The circuit has a MOSFET end stage as a driver for a high power IGBT (1), whereby n-conducting and p-conducting MOSFETs (2,3) are connected to form a complementary source follower. Extremely induction-free leads with maximum inductance of 5 nH are used. The MOSFET switch-on and off times are less than or equal to 35 ns, the maximal drain current is 40 A, the maximum gate threshold voltage is 2 Volts, the maximum internal inductance of the backup capacitors (10) is 10 nH and the sum 20 nH and the input capacitance of the complementary source follower between the gate connections (6) and reference potential is not greater than 1.5 nF. An Independent claim is also included for a method of supplying electrical energy to a plasma of a glow discharge.

Description

The invention relates to a circuit arrangement and a method for feeding in Electrical energy in a plasma in the frequency range from 20 kHz to 100 kHz. Such plasmas are used for processes for surface treatment and coating of Workpieces, for example glass plates, polymer films, metal parts, etc.

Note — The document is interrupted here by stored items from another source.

//! JSON-RPC method dispatch
//!
//! [`RpcMessageHandler`] owns the method registry and turns one raw
//! inbound frame into zero or one outbound frames: single requests get a
//! response, notifications get none, batches get an input-ordered array
//! with notification slots dropped. Handler failures never propagate
//! past the call that caused them.

use std::collections::HashMap;
use std::sync::Arc;
use std::time::Duration;

use futures::future::{join_all, BoxFuture};
use serde_json::Value;
use tokio::sync::Mutex;
use tracing::{debug, warn};

use crate::jsonrpc::protocol::{
    error_codes, JsonRpcErrorObject, JsonRpcMessage, JsonRpcRequest, JsonRpcResponse,
};
use crate::{WsRpcError, WsRpcResult};

/// Method handler function signature: JSON params plus a per-connection
/// context, returning a JSON result
pub type MethodHandler<C> = Arc<
    dyn Fn(Option<Value>, C) -> BoxFuture<'static, WsRpcResult<Value>> + Send + Sync,
>;

/// Hook invoked for inbound notifications that have no registered method
pub type NotificationHook<C> = Arc<dyn Fn(String, Option<Value>, C) + Send + Sync>;

/// Hook invoked for frames that cannot be routed anywhere
pub type UnhandledHook<C> = Arc<dyn Fn(String, C) + Send + Sync>;

#[derive(Debug, Clone)]
pub struct RpcMessageHandlerOptions {
    /// Per-call ceiling on handler execution time
    pub operation_timeout: Duration,
    /// Largest batch accepted before the whole array is refused
    pub max_batch_size: usize,
}

impl Default for RpcMessageHandlerOptions {
    fn default() -> Self {
        Self {
            operation_timeout: Duration::from_secs(60),
            max_batch_size: 1000,
        }
    }
}

/// What the dispatcher should write back, if anything
#[derive(Debug)]
pub enum HandlerOutcome {
    /// Single response envelope
    Response(JsonRpcResponse),
    /// Batch responses in input order; empty means send nothing
    Batch(Vec<JsonRpcResponse>),
    /// Notification path, nothing to send
    None,
}

pub struct RpcMessageHandler<C> {
    methods: Mutex<HashMap<String, MethodHandler<C>>>,
    options: RpcMessageHandlerOptions,
    on_notification: std::sync::Mutex<Option<NotificationHook<C>>>,
    on_unhandled: std::sync::Mutex<Option<UnhandledHook<C>>>,
}

impl<C> RpcMessageHandler<C>
where
    C: Clone + Send + Sync + 'static,
{
    pub fn new(options: RpcMessageHandlerOptions) -> Self {
        Self {
            methods: Mutex::new(HashMap::new()),
            options,
            on_notification: std::sync::Mutex::new(None),
            on_unhandled: std::sync::Mutex::new(None),
        }
    }

    /// Register a method handler. Duplicate names are rejected unless
    /// `override_existing` is set.
    pub async fn add_method<F, Fut>(
        &self,
        name: impl Into<String>,
        handler: F,
        override_existing: bool,
    ) -> WsRpcResult<()>
    where
        F: Fn(Option<Value>, C) -> Fut + Send + Sync + 'static,
        Fut: std::future::Future<Output = WsRpcResult<Value>> + Send + 'static,
    {
        let name = name.into();
        let wrapped: MethodHandler<C> = Arc::new(move |params, ctx| Box::pin(handler(params, ctx)));

        let mut methods = self.methods.lock().await;
        if methods.contains_key(&name) && !override_existing {
            return Err(WsRpcError::MethodExists { name });
        }

        debug!("Registered method: {}", name);
        methods.insert(name, wrapped);
        Ok(())
    }

    pub async fn has_method(&self, name: &str) -> bool {
        self.methods.lock().await.contains_key(name)
    }

    pub async fn method_names(&self) -> Vec<String> {
        self.methods.lock().await.keys().cloned().collect()
    }

    /// Observe notifications that have no registered method handler
    pub fn set_notification_hook(&self, hook: NotificationHook<C>) {
        *self.on_notification.lock().unwrap_or_else(|e| e.into_inner()) = Some(hook);
    }

    /// Observe frames that could not be routed at all
    pub fn set_unhandled_hook(&self, hook: UnhandledHook<C>) {
        *self.on_unhandled.lock().unwrap_or_else(|e| e.into_inner()) = Some(hook);
    }

    /// Dispatch one raw inbound frame.
    ///
    /// Parse failures and non-object/array payloads yield a -32700
    /// response with a null id; everything else follows the JSON-RPC 2.0
    /// single/batch rules.
    pub async fn handle_message(&self, raw: &str, ctx: C) -> HandlerOutcome {
        let data: Value = match serde_json::from_str(raw) {
            Ok(value) => value,
            Err(_) => {
                self.emit_unhandled(raw, &ctx);
                return HandlerOutcome::Response(JsonRpcResponse::parse_error());
            }
        };

        match data {
            Value::Array(items) => self.handle_batch(items, ctx).await,
            Value::Object(_) => match self.handle_single(&data, ctx).await {
                Some(response) => HandlerOutcome::Response(response),
                None => HandlerOutcome::None,
            },
            _ => {
                self.emit_unhandled(raw, &ctx);
                HandlerOutcome::Response(JsonRpcResponse::parse_error())
            }
        }
    }

    async fn handle_batch(&self, items: Vec<Value>, ctx: C) -> HandlerOutcome {
        if items.len() > self.options.max_batch_size {
            warn!(
                size = items.len(),
                limit = self.options.max_batch_size,
                "Refusing oversized batch"
            );
            return HandlerOutcome::Response(JsonRpcResponse::error(
                None,
                JsonRpcErrorObject::new(error_codes::INVALID_REQUEST, "Batch size exceeded", None),
            ));
        }

        // Elements are dispatched concurrently; join_all preserves the
        // input order regardless of completion order.
        let responses = join_all(
            items
                .iter()
                .map(|item| self.handle_single(item, ctx.clone())),
        )
        .await;

        HandlerOutcome::Batch(responses.into_iter().flatten().collect())
    }

    /// Dispatch one envelope; None for notifications
    async fn handle_single(&self, value: &Value, ctx: C) -> Option<JsonRpcResponse> {
        let message = match JsonRpcMessage::classify(value) {
            Some(message) => message,
            None => {
                let id = value.get("id").and_then(super::protocol::RequestId::from_value);
                return Some(JsonRpcResponse::invalid_request(id));
            }
        };

        match message {
            JsonRpcMessage::Notification(notification) => {
                self.handle_notification(notification, ctx).await;
                None
            }
            JsonRpcMessage::Request(request) => Some(self.handle_request(request, ctx).await),
            JsonRpcMessage::Response(response) => {
                // A response envelope is not dispatchable on the server side
                Some(JsonRpcResponse::invalid_request(response.id))
            }
        }
    }

    async fn handle_notification(&self, notification: super::JsonRpcNotification, ctx: C) {
        let handler = {
            let methods = self.methods.lock().await;
            methods.get(&notification.method).cloned()
        };

        match handler {
            Some(handler) => {
                // Registered methods run for notifications too; the result
                // is discarded and failures only get logged.
                let outcome = tokio::time::timeout(
                    self.options.operation_timeout,
                    handler(notification.params, ctx),
                )
                .await;

                match outcome {
                    Ok(Err(error)) => warn!(
                        method = %notification.method,
                        %error,
                        "Notification handler failed"
                    ),
                    Err(_) => warn!(
                        method = %notification.method,
                        "Notification handler hit operation timeout"
                    ),
                    Ok(Ok(_)) => {}
                }
            }
            None => {
                let hook = self
                    .on_notification
                    .lock()
                    .unwrap_or_else(|e| e.into_inner())
                    .clone();
                if let Some(hook) = hook {
                    hook(notification.method, notification.params, ctx);
                } else {
                    debug!(method = %notification.method, "Unrouted notification dropped");
                }
            }
        }
    }

    async fn handle_request(&self, request: JsonRpcRequest, ctx: C) -> JsonRpcResponse {
        if let Err(error) = request.validate() {
            return JsonRpcResponse::error(Some(request.id), error);
        }

        let handler = {
            let methods = self.methods.lock().await;
            methods.get(&request.method).cloned()
        };

        let handler = match handler {
            Some(handler) => handler,
            None => return JsonRpcResponse::method_not_found(&request.method, request.id),
        };

        let id = request.id.clone();
        let outcome =
            tokio::time::timeout(self.options.operation_timeout, handler(request.params, ctx))
                .await;

        match outcome {
            Ok(Ok(result)) => JsonRpcResponse::success(id, result),
            Ok(Err(error)) => {
                debug!(method = %request.method, %error, "Handler returned error");
                JsonRpcResponse::error(Some(id), error.to_error_object())
            }
            Err(_) => {
                warn!(method = %request.method, "Handler hit operation timeout");
                JsonRpcResponse::operation_timeout(id)
            }
        }
    }

    fn emit_unhandled(&self, raw: &str, ctx: &C) {
        let hook = self
            .on_unhandled
            .lock()
            .unwrap_or_else(|e| e.into_inner())
            .clone();
        if let Some(hook) = hook {
            hook(raw.to_string(), ctx.clone());
        }
    }
}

Plasmas for surface treatment and coating can be fed with direct current when the workpieces to be treated or the material to be applied are electrically conductive. So z. B. the direct current atomization of metallic layer materials widely used (see e.g. G. Kienel (ed.) vacuum coating vol. 2 chap. 5 p. 127 ff., VDI-Verlag Düsseldorf, 1995. And R. A. Haefer: surface and thin-film Technology Part I Chap. 4 p. 56 ff. And chap. 6 pp. 95 ff., Springer-Verlag 1987).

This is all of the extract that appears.